Drogowcy nie chcą ingerować w system, gdyż obawiają się, że zaszkodziłoby to toczącemu się sporowi sądowemu z PKP Informatyka (opisywaliśmy problem kilkakrotnie). Dlatego urzędnicy mieli zwracać się do spółki z prośbą o wymianę sterowników, ale w odpowiedzi mieli usłyszeć, że wszystko jest w porządku.
- Żadne z pism Urzędu Miasta w Koszalinie nie dotyczyło tego skrzyżowania i nie zawierało prośby o naprawę bądź wymianę sterownika - podkreśla Ewa Jońska, rzecznik prasowy spółki.
- Poza tym w momencie odbioru prac sygnalizacja świetlna na wszystkich 13 skrzyżowaniach działała prawidłowo, a konfiguracja sterowników została zatwierdzona przez ZDM w Koszalinie.

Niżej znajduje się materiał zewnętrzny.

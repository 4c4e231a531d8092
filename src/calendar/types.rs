use chrono::{DateTime, Duration, FixedOffset};
use serde::{Deserialize, Serialize};

/// Who is calling
#[derive(Debug, Clone, Default, PartialEq, Eq, Serialize, Deserialize)]
pub struct CallerInfo {
    /// Caller phone number (E.164)
    pub phone: String,

    /// Display name, if known
    pub name: Option<String>,

    /// Provider calendar to operate on
    pub calendar_id: Option<String>,
}

impl CallerInfo {
    pub fn new(phone: impl Into<String>) -> Self {
        Self {
            phone: phone.into(),
            ..Self::default()
        }
    }
}

/// A point in time with its provider time zone name
#[derive(Debug, Clone, PartialEq, Eq, Serialize, Deserialize)]
#[serde(rename_all = "camelCase")]
pub struct EventTime {
    pub date_time: DateTime<FixedOffset>,
    pub time_zone: Option<String>,
}

impl EventTime {
    pub fn new(date_time: DateTime<FixedOffset>) -> Self {
        Self {
            date_time,
            time_zone: None,
        }
    }
}

/// Provider appointment record
#[derive(Debug, Clone, PartialEq, Eq, Serialize, Deserialize)]
pub struct Appointment {
    pub id: String,
    pub summary: String,
    pub start: EventTime,
    pub end: EventTime,
}

impl Appointment {
    pub fn duration(&self) -> Duration {
        self.end.date_time - self.start.date_time
    }

    /// Start and end moved to `new_start`, keeping the duration and time zone
    pub fn shifted_to(&self, new_start: DateTime<FixedOffset>) -> (EventTime, EventTime) {
        let start = EventTime {
            date_time: new_start,
            time_zone: self.start.time_zone.clone(),
        };
        let end = EventTime {
            date_time: new_start + self.duration(),
            time_zone: self.end.time_zone.clone(),
        };
        (start, end)
    }

    /// Spoken form, e.g. "Dental on Tuesday, October 20 at 10:00 AM"
    pub fn describe(&self) -> String {
        format!(
            "{} on {}",
            self.summary,
            self.start.date_time.format("%A, %B %-d at %-I:%M %p")
        )
    }
}

/// A new appointment before the provider assigns an id
#[derive(Debug, Clone, PartialEq, Eq, Serialize, Deserialize)]
pub struct AppointmentDraft {
    pub summary: String,
    pub start: EventTime,
    pub end: EventTime,
}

Dlatego też PKP Informatyka nie poczuwa się do odpowiedzialności.
- Gdyby ITS został odebrany, usterki byłyby usuwane w ramach gwarancji. Dzisiaj naprawy takie chętnie zrealizujemy, ale na zasadach komercyjnych - mówi Ewa Jońska. Na to nie godzi się magistrat, który, wobec wyczerpania możliwości porozumienia, podejmie bardziej zdecydowane działania.

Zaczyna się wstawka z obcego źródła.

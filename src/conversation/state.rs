use serde::{Deserialize, Serialize};

/// Conversation-state flags carried across agent turns
#[derive(Debug, Clone, Default, PartialEq, Eq, Serialize, Deserialize)]
pub struct ConversationFlags {
    /// A mutating capability was invoked at some point in the call
    pub task_completed: bool,

    /// The assistant has offered further help ("anything else?")
    pub assistance_offered: bool,

    /// This turn answers the assistance offer made on the previous turn
    pub is_response_to_assistance: bool,

    /// The caller's request is done and help beyond it was offered
    pub end_call_eligible: bool,

    /// The most recent turn itself offered assistance
    #[serde(default)]
    pub last_turn_offered: bool,
}

/// What one agent turn contributed
#[derive(Debug, Clone, Copy, Default, PartialEq, Eq)]
pub struct FlagUpdate {
    pub task_completed: bool,
    pub offers_assistance: bool,
}

impl ConversationFlags {
    /// Fold one turn into the running state
    pub fn merge(&self, update: FlagUpdate) -> Self {
        let task_completed = self.task_completed || update.task_completed;
        let assistance_offered = self.assistance_offered || update.offers_assistance;

        Self {
            task_completed,
            assistance_offered,
            is_response_to_assistance: self.last_turn_offered && !update.offers_assistance,
            end_call_eligible: self.end_call_eligible || (task_completed && assistance_offered),
            last_turn_offered: update.offers_assistance,
        }
    }

    pub fn reset(&mut self) {
        *self = Self::default();
    }
}
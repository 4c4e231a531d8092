//! Error types callers branch on
//!
//! Everything else is `anyhow::Error`.

use thiserror::Error;

/// Why a capability invocation produced an error result
#[derive(Error, Debug, Clone, PartialEq, Eq)]
pub enum CapabilityError {
    #[error("Unknown capability: {0}")]
    UnknownCapability(String),

    #[error("Invalid arguments: {0}")]
    InvalidArguments(String),

    #[error("Not found: {0}")]
    NotFound(String),

    #[error("Calendar error: {0}")]
    Calendar(String),

    #[error("Internal error: {0}")]
    Internal(String),
}

impl From<serde_json::Error> for CapabilityError {
    fn from(e: serde_json::Error) -> Self {
        CapabilityError::Internal(e.to_string())
    }
}

/// Failures that end processing of a caller turn
#[derive(Error, Debug, Clone, PartialEq, Eq)]
pub enum CallError {
    #[error("Session not found: {0}")]
    SessionNotFound(String),
}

- Niedawno usuwaliśmy podobny problem na skrzyżowaniu Paderewskiego/Gnieźnieńska i będziemy chcieli wykorzystać te doświadczenia także na Bohaterów Warszawy - wskazuje Robert Grabowski, rzecznik ratusza.
- Drogowcy zakupią i zainstalują dodatkową skrzynkę sterowniczą i przepną do niej system sterowania sygnalizacją. Jednak i to wymaga udziału PKP Informatyka, a do tego ma być na tyle skomplikowane, że przygotowania potrwają kilka miesięcy.
- Przed sezonem problem zostanie rozwiązany - zapewnia jednak rzecznik.
Zakup i montaż dodatkowych skrzynek to koszt ponad 100 tys. zł. Miasto będzie domagać się zwrotu wydatków od PKP Informatyka.